We're all familiar with phrases like "pulled a shoulder (back, arm, leg)" or "everything hurts after a workout." Let's explore why this happens, how natural it is for the human body, and how to reasonably avoid it.

Skeletal muscles are one of three types of muscle tissue in the body, alongside smooth and cardiac muscle. Their key features include: Cells have an elongated shape spanning the entire length of the muscle bundle (for example, in the quadriceps—the front thigh muscle—each cell runs the length of the entire thigh. Remarkable, isn't it?) Attach to bones via connective tissue (not always tendons, incidentally) Contain multiple nuclei Display cross-striations that, under a microscope, make these cells resemble earthworms These striations are particularly interesting because they enable muscle fiber contraction to one-third of its resting length in fractions of a second. The images below show cell structure as seen through light microscopy and electron micrograph. Slides 2-4 illustrate schematically how these dark and light bands consist of interlacing thin actin filaments (thread-like protein structures) and thick myosin filaments (actin and myosin are protein types), forming I-bands and A-bands respectively. How does this system work? Simply yet brilliantly: like rowers, myosin filaments "grab" actin threads from both sides and pull them, thereby shortening the muscle cell. They "re-grip" new sections of actin several times, shifting them again—all happening in a fraction of a second.



The primary cause of muscle strain is excessive load beyond its physiological capacity, or sudden force. Most commonly, injury occurs when the muscle lengthens during contraction under load—though it may seem strange at first that muscle fiber contraction involves lengthening. This type of contraction is called eccentric or asymmetric. For example, in sprinting or tennis, when the leg is extended and the toes provide push-off for forward movement, the sudden burst creates not only muscle fiber lengthening but also substantial load, as muscles must support the entire body weight and the force required for movement. Tears in such injuries can be complete or partial, occurring at the muscle-tendon junction, within the tendon itself, or at the tendon-bone attachment site. In everyday sports and daily life, injuries most commonly result from either impact or excessive load. The following classification exists: Contracture – a spasm, excessive increase in muscle tone. Due to sudden muscle shortening, a person experiences pain (with or without palpation) that lacks clear localization. Delayed Onset Muscle Soreness (DOMS) – reversible changes in muscle caused by overload. Strain – damage to some muscle fibers that doesn't affect the connective tissue elements of the muscle. Pain appears at peak physical exertion, and the muscle injury is clearly identifiable through palpation. Partial fiber tear – occurs suddenly as sharp, spasming pain. Damage affects a limited number of muscle fibers; connective tissue is affected but minimally. Partial muscle tear – differs from the previous in the quantity and scale of damaged elements. Both connective and muscle tissue suffer. Manifests as pronounced pain syndrome and loss of muscle motor function. Complete rupture or muscle avulsion – the most serious injury in this classification. The muscle tears transversely into two separate parts, which sometimes, due to contraction, may be located far apart. Symptoms are dramatic: sharp severe pain, sometimes with audible sound at the moment of rupture, plus hematoma, increased muscle volume, and inability to bear weight on the limb.

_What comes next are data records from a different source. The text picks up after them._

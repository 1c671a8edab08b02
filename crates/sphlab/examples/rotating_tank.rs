//! Rotating tank: water in a box with a centrifugal force about the
//! vertical axis. The fluid climbs the walls into a paraboloid-like
//! profile. Headless; prints periodic stats.

use sphlab::{presets, CentrifugalForce, SolverConfig, SolverError, SphSolver};

fn main() -> Result<(), SolverError> {
    tracing_subscriber::fmt::init();

    let config = SolverConfig {
        time_step: 0.0001,
        ..SolverConfig::default()
    };
    let mut solver = SphSolver::new(config)?;
    // 0.048 m^3 over 3072 particles: lattice spacing 0.025 = h/2.
    solver.add_fluid_box([0.8, 0.0, 0.8], [0.4, 0.3, 0.4], 3072, presets::water())?;
    solver.set_external_force(CentrifugalForce {
        center: [1.0, 0.0, 1.0],
        angular_velocity: 4.0,
    });

    solver.run_with(1.5, |solver, i| {
        if (i + 1) % 1500 == 0 {
            let stats = solver.stats();
            tracing::info!(
                t = stats.time,
                avg_speed = stats.avg_speed,
                max_speed = stats.max_speed,
                "progress"
            );
        }
    });

    let stats = solver.stats();
    tracing::info!(
        steps = stats.step,
        particles = stats.particles,
        "rotating tank finished"
    );
    Ok(())
}
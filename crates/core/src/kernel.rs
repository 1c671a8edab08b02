//! SPH smoothing kernel functions.
//!
//! Three kernels from the classic Mueller et al. (2003) interactive SPH
//! formulation, each a pure function of separation distance `r` and the
//! smoothing length `h`, identically zero outside the support radius `h`:
//!
//! - Poly6 for density summation,
//! - the Spiky gradient for pressure forces (non-vanishing gradient as
//!   r -> 0, which prevents close-range pressure collapse),
//! - the viscosity Laplacian for viscous forces (positive everywhere
//!   inside the support, giving a purely diffusive operator).
//!
//! Normalization constants depend only on `h`, which is fixed for a run, so
//! [`KernelSet`] precomputes them once at construction.

use std::f32::consts::PI;

/// Minimum separation below which the Spiky gradient direction is undefined.
const MIN_GRADIENT_SEPARATION: f32 = 1.0e-6;

/// Precomputed kernel evaluator for a fixed smoothing length.
///
/// Construct one per solver run; rebuild it if `h` ever changes.
#[derive(Debug, Clone, Copy)]
pub struct KernelSet {
    h: f32,
    h2: f32,
    /// 315 / (64 pi h^9)
    poly6_coef: f32,
    /// -45 / (pi h^6)
    spiky_grad_coef: f32,
    /// 45 / (pi h^6)
    visc_lap_coef: f32,
}

impl KernelSet {
    /// Create a kernel set for smoothing length `h` (must be positive).
    pub fn new(h: f32) -> Self {
        assert!(h > 0.0, "smoothing length must be positive");
        let h6 = h.powi(6);
        let h9 = h6 * h.powi(3);
        Self {
            h,
            h2: h * h,
            poly6_coef: 315.0 / (64.0 * PI * h9),
            spiky_grad_coef: -45.0 / (PI * h6),
            visc_lap_coef: 45.0 / (PI * h6),
        }
    }

    /// The smoothing length this set was built for.
    pub fn h(&self) -> f32 {
        self.h
    }

    /// Poly6 density kernel.
    ///
    /// ```text
    /// W(r, h) = 315 / (64 pi h^9) * (h^2 - r^2)^3    for r <= h
    /// W(r, h) = 0                                    for r >  h
    /// ```
    pub fn poly6(&self, r: f32) -> f32 {
        if r > self.h {
            return 0.0;
        }
        let d = self.h2 - r * r;
        self.poly6_coef * d * d * d
    }

    /// Gradient of the Spiky pressure kernel.
    ///
    /// ```text
    /// grad W(r_vec, h) = -45 / (pi h^6) * (h - r)^2 * r_vec / |r_vec|    for r <= h
    /// ```
    ///
    /// `(dx, dy, dz)` is the displacement from neighbor to particle and `r`
    /// its precomputed length. Returns zero beyond the support radius and
    /// for (near-)coincident particles, where the direction is undefined.
    pub fn spiky_gradient(&self, dx: f32, dy: f32, dz: f32, r: f32) -> (f32, f32, f32) {
        if r > self.h || r < MIN_GRADIENT_SEPARATION {
            return (0.0, 0.0, 0.0);
        }
        let hr = self.h - r;
        let scale = self.spiky_grad_coef * hr * hr / r;
        (scale * dx, scale * dy, scale * dz)
    }

    /// Laplacian of the viscosity kernel.
    ///
    /// ```text
    /// lap W(r, h) = 45 / (pi h^6) * (h - r)    for r <= h
    /// ```
    ///
    /// Valid only as the diffusive operator in the viscosity force; it is
    /// not a normalized interpolation kernel.
    pub fn viscosity_laplacian(&self, r: f32) -> f32 {
        if r > self.h {
            return 0.0;
        }
        self.visc_lap_coef * (self.h - r)
    }
}

#[cfg(test)]
mod tests {
    use super::*;

    #[test]
    fn poly6_at_zero_distance() {
        let h = 0.05_f32;
        let k = KernelSet::new(h);
        // W(0) = 315 / (64 pi h^9) * h^6 = 315 / (64 pi h^3)
        let expected = 315.0 / (64.0 * PI * h.powi(3));
        let w = k.poly6(0.0);
        assert!((w - expected).abs() / expected < 1.0e-5, "w={w}, expected={expected}");
    }

    #[test]
    fn all_kernels_zero_beyond_support() {
        let k = KernelSet::new(0.1);
        assert_eq!(k.poly6(0.11), 0.0);
        assert_eq!(k.viscosity_laplacian(0.2), 0.0);
        let (gx, gy, gz) = k.spiky_gradient(0.15, 0.0, 0.0, 0.15);
        assert_eq!((gx, gy, gz), (0.0, 0.0, 0.0));
    }

    #[test]
    fn kernels_zero_exactly_at_support_edge() {
        let h = 0.1_f32;
        let k = KernelSet::new(h);
        assert!(k.poly6(h).abs() < 1.0e-12);
        assert!(k.viscosity_laplacian(h).abs() < 1.0e-12);
    }

    #[test]
    fn poly6_positive_inside_support() {
        let h = 0.1_f32;
        let k = KernelSet::new(h);
        for i in 0..10 {
            let r = (i as f32) * 0.01;
            assert!(k.poly6(r) > 0.0, "poly6 should be positive at r={r}");
        }
    }

    #[test]
    fn spiky_gradient_points_toward_neighbor() {
        // Displacement from neighbor to particle along +x: the kernel
        // decreases away from the neighbor, so the gradient points in -x.
        let k = KernelSet::new(0.1);
        let (gx, gy, gz) = k.spiky_gradient(0.05, 0.0, 0.0, 0.05);
        assert!(gx < 0.0, "gradient x should be negative, got {gx}");
        assert_eq!(gy, 0.0);
        assert_eq!(gz, 0.0);
    }

    #[test]
    fn spiky_gradient_zero_at_coincident_points() {
        let k = KernelSet::new(0.1);
        assert_eq!(k.spiky_gradient(0.0, 0.0, 0.0, 0.0), (0.0, 0.0, 0.0));
    }

    #[test]
    fn spiky_gradient_magnitude_grows_toward_center() {
        // Unlike Poly6, the Spiky gradient magnitude must not vanish as
        // r -> 0; that is the whole point of using it for pressure.
        let k = KernelSet::new(0.1);
        let near = k.spiky_gradient(0.001, 0.0, 0.0, 0.001).0.abs();
        let far = k.spiky_gradient(0.05, 0.0, 0.0, 0.05).0.abs();
        assert!(near > far, "near={near}, far={far}");
    }

    #[test]
    fn viscosity_laplacian_positive_and_linear() {
        let h = 0.1_f32;
        let k = KernelSet::new(h);
        let a = k.viscosity_laplacian(0.02);
        let b = k.viscosity_laplacian(0.06);
        assert!(a > b && b > 0.0);
        // Linear in (h - r)
        let ratio = a / b;
        assert!((ratio - (h - 0.02) / (h - 0.06)).abs() < 1.0e-4);
    }

    #[test]
    fn poly6_normalization_numerical() {
        // Riemann sum of the kernel over its support cube; the integral of
        // a normalized interpolation kernel must be close to 1.
        let h = 0.1_f32;
        let k = KernelSet::new(h);
        let n = 100;
        let cell = 2.0 * h / (n as f32);
        let dv = (cell * cell * cell) as f64;
        let mut integral = 0.0_f64;
        for ix in 0..n {
            let x = -h + (ix as f32 + 0.5) * cell;
            for iy in 0..n {
                let y = -h + (iy as f32 + 0.5) * cell;
                for iz in 0..n {
                    let z = -h + (iz as f32 + 0.5) * cell;
                    let r = (x * x + y * y + z * z).sqrt();
                    integral += k.poly6(r) as f64 * dv;
                }
            }
        }
        assert!(
            (integral - 1.0).abs() < 0.02,
            "poly6 integral = {integral}, expected ~1.0"
        );
    }
}
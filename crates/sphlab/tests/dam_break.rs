//! Dam break scenario: a water column against one wall collapses under
//! gravity and spreads across the floor.

use sphlab::{presets, SolverConfig, SphSolver};

#[test]
fn column_collapses_and_spreads() {
    let config = SolverConfig {
        domain_size: [2.0, 1.0, 0.5],
        time_step: 0.00005,
        max_particles: 5_000,
        ..SolverConfig::default()
    };
    let mut solver = SphSolver::new(config).expect("config");
    // Column against the x = 0 wall, resolved at spacing = h/2.
    solver
        .add_fluid_box([0.0, 0.0, 0.0], [0.25, 0.3, 0.3], 1440, presets::water())
        .expect("inject");

    let initial = solver.snapshot();
    let initial_mean_y: f64 = initial.positions.iter().map(|p| p[1] as f64).sum::<f64>()
        / initial.len() as f64;
    let initial_max_x = initial
        .positions
        .iter()
        .map(|p| p[0])
        .fold(f32::NEG_INFINITY, f32::max);

    solver.run(0.12);

    let snap = solver.snapshot();
    let mean_y: f64 =
        snap.positions.iter().map(|p| p[1] as f64).sum::<f64>() / snap.len() as f64;
    let max_x = snap
        .positions
        .iter()
        .map(|p| p[0])
        .fold(f32::NEG_INFINITY, f32::max);

    // The column's center of mass drops as it collapses.
    assert!(
        mean_y < initial_mean_y * 0.85,
        "column did not collapse: mean y {initial_mean_y} -> {mean_y}"
    );
    // The front advances well past the original column width.
    assert!(
        max_x > initial_max_x + 0.15,
        "front did not advance: max x {initial_max_x} -> {max_x}"
    );

    // The run stays physical: contained, finite, density in a sane band.
    let stats = solver.stats();
    assert_eq!(stats.non_finite_particles, 0);
    assert!(
        stats.avg_density > 200.0 && stats.avg_density < 3000.0,
        "avg density left the physical band: {}",
        stats.avg_density
    );
    for p in &snap.positions {
        assert!(p[0] >= 0.0 && p[0] <= 2.0);
        assert!(p[1] >= 0.0 && p[1] <= 1.0);
        assert!(p[2] >= 0.0 && p[2] <= 0.5);
    }
}
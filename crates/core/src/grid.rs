//! Spatial hash grid for neighbor search.
//!
//! Space is partitioned into uniform cells of side `cell_size`; each
//! particle lands in the cell `(i, j, k) = floor(position / cell_size)`.
//! With `cell_size` equal to the smoothing length, every particle within
//! the support radius of a query point is guaranteed to lie in the 3x3x3
//! block of cells around the query's cell, turning the O(N^2) all-pairs
//! search into an O(N) sweep at typical packing densities.
//!
//! The grid is rebuilt from scratch every step since particles move.

use std::collections::HashMap;

use serde::Serialize;

/// Integer cell coordinate.
type Cell = (i32, i32, i32);

/// Uniform spatial hash grid mapping cells to particle indices.
#[derive(Debug)]
pub struct SpatialHashGrid {
    cell_size: f32,
    cells: HashMap<Cell, Vec<u32>>,
}

/// Read-only occupancy statistics, for performance tuning.
#[derive(Debug, Clone, Copy, PartialEq, Serialize)]
pub struct GridStats {
    /// Number of occupied cells.
    pub num_cells: usize,
    /// Number of particles indexed by the grid.
    pub num_particles: usize,
    /// Mean particle count over occupied cells.
    pub avg_particles_per_cell: f32,
    /// Largest particle count in any single cell.
    pub max_particles_per_cell: usize,
}

impl SpatialHashGrid {
    /// Create an empty grid with the given cell size (must be positive).
    ///
    /// Use the smoothing length `h` as the cell size so that radius-`h`
    /// queries only ever need the 27-cell neighborhood.
    pub fn new(cell_size: f32) -> Self {
        assert!(cell_size > 0.0, "cell_size must be positive");
        Self {
            cell_size,
            cells: HashMap::new(),
        }
    }

    /// Cell size this grid was built with.
    pub fn cell_size(&self) -> f32 {
        self.cell_size
    }

    /// Cell coordinate containing a position.
    #[inline]
    pub fn cell_of(&self, px: f32, py: f32, pz: f32) -> Cell {
        (
            (px / self.cell_size).floor() as i32,
            (py / self.cell_size).floor() as i32,
            (pz / self.cell_size).floor() as i32,
        )
    }

    /// Discard prior state and re-index every particle by its current cell.
    ///
    /// The three slices are the parallel position component arrays; after
    /// this call each particle index appears in exactly one cell.
    pub fn rebuild(&mut self, x: &[f32], y: &[f32], z: &[f32]) {
        debug_assert_eq!(x.len(), y.len());
        debug_assert_eq!(x.len(), z.len());
        self.cells.clear();
        for i in 0..x.len() {
            let cell = self.cell_of(x[i], y[i], z[i]);
            self.cells.entry(cell).or_default().push(i as u32);
        }
        tracing::trace!(
            particles = x.len(),
            cells = self.cells.len(),
            "grid rebuilt"
        );
    }

    /// Invoke `f` with the index of every particle within `radius` of the
    /// query position, the particle at the query position included.
    ///
    /// Enumerates the 27 cells around the query's cell and filters by exact
    /// Euclidean distance, so the callback never sees a false positive.
    /// `radius` must not exceed the cell size or neighbors can be missed.
    pub fn for_each_neighbor<F>(
        &self,
        px: f32,
        py: f32,
        pz: f32,
        radius: f32,
        x: &[f32],
        y: &[f32],
        z: &[f32],
        mut f: F,
    ) where
        F: FnMut(usize),
    {
        debug_assert!(radius <= self.cell_size + f32::EPSILON);
        let (ci, cj, ck) = self.cell_of(px, py, pz);
        let radius_sq = radius * radius;

        for di in -1..=1 {
            for dj in -1..=1 {
                for dk in -1..=1 {
                    let Some(bucket) = self.cells.get(&(ci + di, cj + dj, ck + dk)) else {
                        continue;
                    };
                    for &j in bucket {
                        let j = j as usize;
                        let dx = px - x[j];
                        let dy = py - y[j];
                        let dz = pz - z[j];
                        if dx * dx + dy * dy + dz * dz <= radius_sq {
                            f(j);
                        }
                    }
                }
            }
        }
    }

    /// Collect the indices of all particles within `radius` of a position.
    ///
    /// Convenience wrapper around [`Self::for_each_neighbor`] for callers
    /// that want an owned list (diagnostics, tests).
    pub fn query_neighbors(
        &self,
        position: [f32; 3],
        radius: f32,
        x: &[f32],
        y: &[f32],
        z: &[f32],
    ) -> Vec<usize> {
        let mut out = Vec::new();
        self.for_each_neighbor(position[0], position[1], position[2], radius, x, y, z, |j| {
            out.push(j)
        });
        out
    }

    /// Occupancy statistics over the currently indexed particles.
    pub fn stats(&self) -> GridStats {
        if self.cells.is_empty() {
            return GridStats {
                num_cells: 0,
                num_particles: 0,
                avg_particles_per_cell: 0.0,
                max_particles_per_cell: 0,
            };
        }
        let num_cells = self.cells.len();
        let num_particles: usize = self.cells.values().map(Vec::len).sum();
        let max_particles_per_cell = self.cells.values().map(Vec::len).max().unwrap_or(0);
        GridStats {
            num_cells,
            num_particles,
            avg_particles_per_cell: num_particles as f32 / num_cells as f32,
            max_particles_per_cell,
        }
    }
}

#[cfg(test)]
mod tests {
    use super::*;

    #[test]
    fn cell_of_floors_negative_coordinates() {
        let grid = SpatialHashGrid::new(0.5);
        assert_eq!(grid.cell_of(0.25, 0.75, 1.25), (0, 1, 2));
        assert_eq!(grid.cell_of(-0.25, -0.75, 0.0), (-1, -2, 0));
    }

    #[test]
    fn query_includes_self_position() {
        let mut grid = SpatialHashGrid::new(0.2);
        let x = [0.5];
        let y = [0.5];
        let z = [0.5];
        grid.rebuild(&x, &y, &z);
        let neighbors = grid.query_neighbors([0.5, 0.5, 0.5], 0.2, &x, &y, &z);
        assert_eq!(neighbors, vec![0]);
    }

    #[test]
    fn distance_filter_rejects_same_cell_outliers() {
        // Both particles share a cell, but only one is inside the radius.
        let mut grid = SpatialHashGrid::new(0.5);
        let x = [0.05, 0.45];
        let y = [0.05, 0.45];
        let z = [0.05, 0.45];
        grid.rebuild(&x, &y, &z);
        let neighbors = grid.query_neighbors([0.05, 0.05, 0.05], 0.2, &x, &y, &z);
        assert_eq!(neighbors, vec![0]);
    }

    #[test]
    fn finds_neighbors_across_cell_boundary() {
        let cell = 0.2;
        let mut grid = SpatialHashGrid::new(cell);
        // Adjacent cells, within radius of each other.
        let x = [0.19, 0.21];
        let y = [0.5, 0.5];
        let z = [0.5, 0.5];
        grid.rebuild(&x, &y, &z);
        let mut neighbors = grid.query_neighbors([0.19, 0.5, 0.5], cell, &x, &y, &z);
        neighbors.sort_unstable();
        assert_eq!(neighbors, vec![0, 1]);
    }

    #[test]
    fn far_particles_are_not_neighbors() {
        let mut grid = SpatialHashGrid::new(0.2);
        let x = [0.1, 0.9];
        let y = [0.1, 0.9];
        let z = [0.1, 0.9];
        grid.rebuild(&x, &y, &z);
        let neighbors = grid.query_neighbors([0.1, 0.1, 0.1], 0.2, &x, &y, &z);
        assert_eq!(neighbors, vec![0]);
    }

    #[test]
    fn rebuild_discards_previous_state() {
        let mut grid = SpatialHashGrid::new(0.2);
        let x = [0.1, 0.9];
        let y = [0.1, 0.9];
        let z = [0.1, 0.9];
        grid.rebuild(&x, &y, &z);
        // Move everything, rebuild, and make sure the old cells are gone.
        let x2 = [0.5, 0.5];
        let y2 = [0.5, 0.52];
        let z2 = [0.5, 0.5];
        grid.rebuild(&x2, &y2, &z2);
        let mut neighbors = grid.query_neighbors([0.5, 0.5, 0.5], 0.2, &x2, &y2, &z2);
        neighbors.sort_unstable();
        assert_eq!(neighbors, vec![0, 1]);
        assert_eq!(grid.stats().num_particles, 2);
    }

    #[test]
    fn stats_on_empty_grid() {
        let grid = SpatialHashGrid::new(0.1);
        let stats = grid.stats();
        assert_eq!(stats.num_cells, 0);
        assert_eq!(stats.num_particles, 0);
        assert_eq!(stats.avg_particles_per_cell, 0.0);
    }

    #[test]
    fn stats_count_occupancy() {
        let mut grid = SpatialHashGrid::new(1.0);
        // Three particles in one cell, one in another.
        let x = [0.1, 0.2, 0.3, 5.5];
        let y = [0.1, 0.2, 0.3, 5.5];
        let z = [0.1, 0.2, 0.3, 5.5];
        grid.rebuild(&x, &y, &z);
        let stats = grid.stats();
        assert_eq!(stats.num_cells, 2);
        assert_eq!(stats.num_particles, 4);
        assert_eq!(stats.max_particles_per_cell, 3);
        assert!((stats.avg_particles_per_cell - 2.0).abs() < 1.0e-6);
    }
}
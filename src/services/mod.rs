pub mod academic_service;
pub mod account_service;
pub mod auth_service;
pub mod cart_service;
pub mod grade_service;
pub mod news_service;
pub mod order_service;
pub mod product_service;
pub mod registration_service;

pub use academic_service::*;
pub use account_service::*;
pub use auth_service::*;
pub use cart_service::*;
pub use grade_service::*;
pub use news_service::*;
pub use order_service::*;
pub use product_service::*;
pub use registration_service::*;
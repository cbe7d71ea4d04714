use crate::entities::{Role, users};
use chrono::{DateTime, Utc};
use serde::{Deserialize, Serialize};
use utoipa::ToSchema;

#[derive(Debug, Serialize, Deserialize, ToSchema)]
pub struct RegisterRequest {
    #[schema(example = "jane@example.edu")]
    pub email: String,
    #[schema(example = "jane")]
    pub username: String,
    #[schema(example = "Jane Holloway")]
    pub full_name: String,
    #[schema(example = "Password123")]
    pub password: String,
    /// Defaults to student.
    pub role: Option<Role>,
    #[schema(example = "Digital Business Technology")]
    pub major: Option<String>,
}

#[derive(Debug, Serialize, Deserialize, ToSchema)]
pub struct LoginRequest {
    #[schema(example = "jane@example.edu")]
    pub email: String,
    #[schema(example = "Password123")]
    pub password: String,
}

#[derive(Debug, Serialize, Deserialize, ToSchema)]
pub struct UserResponse {
    pub id: i64,
    pub email: String,
    pub username: String,
    pub full_name: String,
    pub role: Role,
    pub major: Option<String>,
    pub created_at: DateTime<Utc>,
}

impl From<users::Model> for UserResponse {
    fn from(u: users::Model) -> Self {
        Self {
            id: u.id,
            email: u.email,
            username: u.username,
            full_name: u.full_name,
            role: u.role,
            major: u.major,
            created_at: u.created_at,
        }
    }
}

#[derive(Debug, Serialize, Deserialize, ToSchema)]
pub struct AuthResponse {
    pub user: UserResponse,
    pub access_token: String,
    pub refresh_token: String,
    pub expires_in: i64,
}
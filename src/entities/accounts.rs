use sea_orm::entity::prelude::*;
use serde::{Deserialize, Serialize};

#[derive(Clone, Debug, PartialEq, Eq, DeriveEntityModel, Serialize, Deserialize)]
#[sea_orm(table_name = "accounts")]
pub struct Model {
    #[sea_orm(primary_key)]
    pub id: i64,
    pub branch_office: String,
    pub account_number: String,
    pub holder_name: String,
    pub address: String,
}

#[derive(Copy, Clone, Debug, EnumIter, DeriveRelation)]
pub enum Relation {
    #[sea_orm(has_many = "super::bank_transactions::Entity")]
    BankTransactions,
}

impl Related<super::bank_transactions::Entity> for Entity {
    fn to() -> RelationDef {
        Relation::BankTransactions.def()
    }
}

impl ActiveModelBehavior for ActiveModel {}
use crate::entities::CourseDay;
use chrono::{DateTime, Utc};
use serde::{Deserialize, Serialize};
use utoipa::ToSchema;

#[derive(Debug, Serialize, Deserialize, ToSchema)]
pub struct RegistrationRequest {
    pub student_id: i64,
    pub course_id: i64,
}

#[derive(Debug, Default, Deserialize, ToSchema)]
pub struct RegistrationQuery {
    pub student_id: Option<i64>,
    pub course_id: Option<i64>,
    pub day: Option<CourseDay>,
}

#[derive(Debug, Serialize, Deserialize, ToSchema)]
pub struct RegistrationResponse {
    pub id: i64,
    pub student_id: i64,
    pub student_name: String,
    pub student_number: String,
    pub course_id: i64,
    pub course_title: String,
    pub course_day: CourseDay,
    pub course_credits: i32,
    pub registered_at: DateTime<Utc>,
}

#[derive(Debug, Serialize, ToSchema)]
pub struct StudentRegistrationsResponse {
    pub student: String,
    pub student_number: String,
    pub total_courses: u64,
    pub total_credits: i64,
    pub registrations: Vec<RegistrationResponse>,
}

#[derive(Debug, Serialize, ToSchema)]
pub struct PopularCourse {
    pub course_id: i64,
    pub title: String,
    pub student_count: u64,
}

#[derive(Debug, Serialize, ToSchema)]
pub struct RegistrationSummaryResponse {
    pub total_registrations: u64,
    pub total_students: u64,
    pub total_courses: u64,
    pub most_popular_course: Option<PopularCourse>,
}

#[derive(Debug, Serialize, Deserialize, ToSchema)]
pub struct BulkRegisterRequest {
    pub student_id: i64,
    pub course_ids: Vec<i64>,
}

#[derive(Debug, Serialize, ToSchema)]
pub struct BulkRegisteredCourse {
    pub id: i64,
    pub course_id: i64,
    pub title: String,
    pub day: CourseDay,
    pub credits: i32,
}

#[derive(Debug, Serialize, ToSchema)]
pub struct BulkFailedCourse {
    pub course_id: i64,
    #[serde(skip_serializing_if = "Option::is_none")]
    pub title: Option<String>,
    pub reason: String,
}

/// Partial-success result: failures do not abort the remaining courses.
#[derive(Debug, Serialize, ToSchema)]
pub struct BulkRegisterResponse {
    pub student: String,
    pub registered_count: u64,
    pub failed_count: u64,
    pub registered: Vec<BulkRegisteredCourse>,
    pub failed: Vec<BulkFailedCourse>,
}
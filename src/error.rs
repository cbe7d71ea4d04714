use actix_web::{HttpResponse, ResponseError};
use thiserror::Error;

use crate::models::ApiResponse;

pub type AppResult<T> = Result<T, AppError>;

#[derive(Error, Debug)]
pub enum AppError {
    #[error("Database error: {0}")]
    DatabaseError(#[from] sea_orm::DbErr),

    #[error("Validation error: {0}")]
    ValidationError(String),

    #[error("Auth error: {0}")]
    AuthError(String),

    #[error("Not found: {0}")]
    NotFound(String),

    #[error("Forbidden: {0}")]
    Forbidden(String),

    #[error("Conflict: {0}")]
    Conflict(String),

    #[error("Config error: {0}")]
    ConfigError(String),

    #[error("Internal server error: {0}")]
    InternalError(String),

    #[error("JWT error: {0}")]
    JwtError(#[from] jsonwebtoken::errors::Error),

    #[error("JSON serialization/deserialization error: {0}")]
    SerdeJsonError(#[from] serde_json::Error),
}

impl ResponseError for AppError {
    fn error_response(&self) -> HttpResponse {
        let (status_code, error_code, message) = match self {
            AppError::ValidationError(msg) => {
                log::warn!("Validation error: {msg}");
                (
                    actix_web::http::StatusCode::BAD_REQUEST,
                    "VALIDATION_ERROR",
                    msg.clone(),
                )
            }
            AppError::AuthError(msg) => {
                log::warn!("Authentication error: {msg}");
                (
                    actix_web::http::StatusCode::UNAUTHORIZED,
                    "AUTH_ERROR",
                    msg.clone(),
                )
            }
            AppError::JwtError(err) => {
                log::warn!("JWT error: {err}");
                (
                    actix_web::http::StatusCode::UNAUTHORIZED,
                    "AUTH_ERROR",
                    "Invalid token".to_string(),
                )
            }
            AppError::NotFound(msg) => (
                actix_web::http::StatusCode::NOT_FOUND,
                "NOT_FOUND",
                msg.clone(),
            ),
            AppError::Forbidden(msg) => {
                log::warn!("Forbidden: {msg}");
                (
                    actix_web::http::StatusCode::FORBIDDEN,
                    "FORBIDDEN",
                    msg.clone(),
                )
            }
            AppError::Conflict(msg) => {
                log::warn!("Conflict: {msg}");
                (
                    actix_web::http::StatusCode::CONFLICT,
                    "CONFLICT",
                    msg.clone(),
                )
            }
            AppError::DatabaseError(err) => {
                log::error!("Database error: {err}");
                (
                    actix_web::http::StatusCode::INTERNAL_SERVER_ERROR,
                    "DATABASE_ERROR",
                    "Database error".to_string(),
                )
            }
            _ => {
                log::error!("Internal error: {self}");
                (
                    actix_web::http::StatusCode::INTERNAL_SERVER_ERROR,
                    "INTERNAL_ERROR",
                    "Internal server error".to_string(),
                )
            }
        };

        HttpResponse::build(status_code).json(ApiResponse::error(error_code, message))
    }
}
#[derive(DeriveIden)]
enum Grades {
    Table,
    Id,
    StudentId,
    InstructorId,
    CourseName,
    Grade,
    Semester,
    CreatedAt,
    UpdatedAt,
}

#[derive(DeriveIden)]
enum Products {
    Table,
    Id,
    Name,
    Description,
    Price,
    Stock,
}

#[derive(DeriveIden)]
enum Carts {
    Table,
    Id,
    UserId,
    CreatedAt,
}

#[derive(DeriveIden)]
enum CartItems {
    Table,
    Id,
    CartId,
    ProductId,
    Quantity,
}

#[derive(DeriveIden)]
enum Orders {
    Table,
    Id,
    UserId,
    TotalPrice,
    Status,
    ShippingAddress,
    CreatedAt,
}

#[derive(DeriveIden)]
enum OrderItems {
    Table,
    Id,
    OrderId,
    ProductName,
    ProductPrice,
    Quantity,
}

#[derive(DeriveMigrationName)]
pub struct Migration;
pub mod accounts;
pub mod articles;
pub mod bank_transactions;
pub mod cart_items;
pub mod carts;
pub mod comments;
pub mod courses;
pub mod grades;
pub mod order_items;
pub mod orders;
pub mod products;
pub mod programs;
pub mod registrations;
pub mod students;
pub mod users;

pub use bank_transactions::TransactionKind;
pub use courses::CourseDay;
pub use orders::OrderStatus;
pub use users::Role;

An injury is an injury, and recovery always requires rest and avoiding any load on the damaged area. Depending on severity, this period can last weeks, inevitably leading to atrophy—shrinkage of former muscle tissue volume. Pain during movement signals the injured area. Upon feeling pain, you must first refrain from the activity that caused it and allow the damaged area to heal. If you feel everything has passed and resume previous training, but pain returns, the injury is incompletely healed and you've underestimated its severity. Healing occurs gradually over time, and pain sensations exist not randomly but to draw attention to the problem. If you rush things, trying to resume training as quickly as possible once pain disappears, you risk re-injury—this time more serious, eventually becoming chronic.
Use your head. Honestly. While no one is immune to accidental household injuries and falls, if you're about to lift something heavy, ask yourself: Why am I doing this? (i.e., is it necessary?) Do I have sufficient muscle strength for this weight? (answer honestly, without bravado) Can I lift this using mechanical aids rather than my own strength? (justifying our title as Homo sapiens)
Many people engage in bodyweight training: running, fitness, calisthenics, CrossFit, etc. Here, the goal and motivating factor is often increasing muscle mass, which is commonly believed to require muscle micro-trauma during training, with the expectation that during rest, the body initiates repair of damaged cells through "fusion" and increased fiber count to form new myofibrils. However, much more significant factors in this process include genetics, age, sex, available creatine and lactic acid in muscles, etc. Therefore, never chase the beautiful images of bodybuilders—you may simply have different genetics, and you'll accumulate plenty of injuries along the way. Moreover, such hard-earned muscle volume "deflates" very quickly once training stops. This isn't a call to abandon movement entirely and become a couch potato—physical activity must absolutely be present, but it should be coupled with rationality and yoga's fundamental principle: ahimsa—non-violence. First and foremost, toward your own body.